Kawasaki is putting the four-legged Corleo concept into production!
Kawasaki’s Corleo looks like a sci-fi concept, but the firm is serious about turning its four-legged, hydrogen-powered robot into a real off-road mobility machine.

Kawasaki is pressing ahead with development of Corleo, the four-legged, hydrogen-powered ride-on robot that was first unveiled at Expo 2025 in Osaka. And while it still looks more like a sci-fi concept than a showroom product, the company now has a clear plan for the public to use it at Expo 2030, Riyadh.
The move marks the beginning of one of the wildest concepts from a large-scale manufacturer in decades, with Kawasaki pushing one step further still, eyeing commercialisation by 2035.

Corleo is being pitched as an off-road personal mobility vehicle, although that description barely scratches the surface. In simple terms, it’s a robotic platform you sit on and steer by shifting your body weight, much like riding a horse or a motorcycle. Kawasaki says it’s only possible because the company spans both motorcycle engineering and advanced robotics – and this is where the two collide.
To show it’s more than a showpiece, Kawasaki has set up a dedicated internal unit, the SAFE ADVENTURE Business Development Team, reporting directly to the company president. The immediate aim is to have Corleo operating as on-site transport at the Riyadh World Expo, moving people around the venue across terrain that would normally be awkward or inaccessible.

Alongside the machine itself, Kawasaki is developing a full riding simulator, due by 2027. This will use motion data and 3D models gathered during Corleo’s development to recreate the riding experience.

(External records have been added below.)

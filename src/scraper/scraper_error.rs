use thiserror::Error;

#[derive(Debug, Error)]
pub enum ScraperError {
    #[error("Network error: {0}")]
    Network(String),
    #[error("HTTP {status} from {url}")]
    Status { url: String, status: u16 },
    #[error("HTML parse error: {0}")]
    HtmlParse(String),
    #[error("JSON parse error: {0}")]
    JsonParse(String),
}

Unsurprisingly, Kawasaki is already eyeing up secondary uses, including gaming and e-sports, which tells you how digitally focused the project really is.
Corleo also sits at the heart of Kawasaki’s wider “SAFE ADVENTURE” concept, which aims to reduce accidents in mountainous and remote areas. Beyond the vehicle, the company is working on a navigation system that monitors weather, temperature, surface conditions and even wildlife activity, then feeds route guidance to devices like smartphones. The idea is that advanced mobility and real-time data work together to keep riders out of trouble.

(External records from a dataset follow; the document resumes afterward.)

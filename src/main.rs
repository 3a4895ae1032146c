use crate::config::Config;
use crate::domain::{normalize, FilterPolicy};
use crate::notify::{Notifier, SlackClient, TrelloClient};
use crate::pipeline::Pipeline;
use crate::scraper::{HttpFetcher, ListingSource, OpenRent, RawListing, SearchCriteria, SpareRoom};
use crate::store::{FileDetailStore, JsonSeenStore};
use anyhow::Context;
use chrono::Local;
use clap::{Parser, Subcommand};
use std::path::PathBuf;
use tracing::info;

mod config;
mod domain;
mod errors;
mod notify;
mod pipeline;
mod scraper;
mod store;

#[cfg(test)]
mod tests;

#[derive(Parser)]
#[command(name = "rentwatch", about = "Watch rental sites and announce new listings")]
struct Cli {
    /// Record new listings without sending any notifications
    #[arg(long)]
    nonotify: bool,

    /// Path to the JSON config file
    #[arg(long, default_value = "config.json")]
    config: PathBuf,

    #[command(subcommand)]
    command: Option<Commands>,
}

#[derive(Subcommand)]
enum Commands {
    /// Fetch and normalize one OpenRent listing and print it, storing nothing
    Inspect {
        property_id: String,
    },
}

fn main() -> anyhow::Result<()> {
    tracing_subscriber::fmt()
        .with_env_filter(
            tracing_subscriber::EnvFilter::try_from_default_env()
                .unwrap_or_else(|_| "info".into()),
        )
        .init();

    let cli = Cli::parse();
    let today = Local::now().date_naive();
    let fetcher = HttpFetcher::new()?;

    match cli.command {
        Some(Commands::Inspect { property_id }) => {
            let criteria = SearchCriteria {
                radius: 0,
                min_value: 0.0,
                max_value: 0.0,
                avail_from: today,
            };
            let page = OpenRent::new(&fetcher, criteria).fetch_listing(&property_id)?;
            let listing = normalize(RawListing::OpenRent(page), today)?;
            println!("{}", serde_json::to_string_pretty(&listing)?);
            Ok(())
        }
        None => {
            let config = Config::load(&cli.config)
                .with_context(|| format!("loading {}", cli.config.display()))?;
            run(&config, &fetcher, today, !cli.nonotify)
        }
    }
}

fn run(
    config: &Config,
    fetcher: &HttpFetcher,
    today: chrono::NaiveDate,
    notify: bool,
) -> anyhow::Result<()> {
    let criteria = SearchCriteria::from_config(config, today);
    let openrent = OpenRent::new(fetcher, criteria.clone());
    let spareroom = SpareRoom::new(
        fetcher,
        criteria,
        config.spareroom_search_ids.clone(),
        config.page_delay(),
    );
    let sources: [&dyn ListingSource; 2] = [&openrent, &spareroom];

    let notifier = Notifier::new(
        Box::new(SlackClient::new(config.slack_token.clone())),
        Box::new(TrelloClient::new(
            config.trello_key.clone(),
            config.trello_token.clone(),
            config.trello_board.clone(),
        )),
        config.slack_channel.clone(),
        config.work_addresses(),
    );

    let seen = JsonSeenStore::new(config.seen_path());
    let details = FileDetailStore::new(&config.data_dir);
    let policy = FilterPolicy::from_config(config, today);

    let pipeline = Pipeline::new(&seen, &details, &notifier, &policy, today);
    let reports = pipeline.run(&sources, &config.areas(), notify)?;

    let notified: usize = reports.iter().map(|r| r.notified).sum();
    let stored: usize = reports.iter().map(|r| r.stored).sum();
    info!(
        "Run complete: {} passes, {} listings stored, {} notifications sent",
        reports.len(),
        stored,
        notified
    );
    Ok(())
}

From a technical standpoint, Corleo borrows heavily from motorcycle thinking. The four-legged layout delivers off-road ability that wheels can’t match, while a swingarm-style mechanism allows the rear legs to move independently to absorb impacts. Kawasaki claims this helps keep the rider stable and able to read the terrain ahead, rather than being bounced around.
Control is handled through body movement, with electronic assistance layered in to make it accessible to inexperienced users. Kawasaki says this means almost anyone could traverse rough ground, including mountains and shallow water, without the kind of specialist skills it takes years to hone on two wheels.
Power comes from hydrogen, with Corleo using a hydrogen ICE engine to generate electricity, sitting neatly with Kawasaki’s long-standing push to use hydrogen across its business.
Whether Corleo ever becomes a common sight outside expos remains an open question. It’s complex, wildly niche and still a decade away from commercial reality. And it still might not be as useful in the wilderness as the brand’s recently announced KLE500!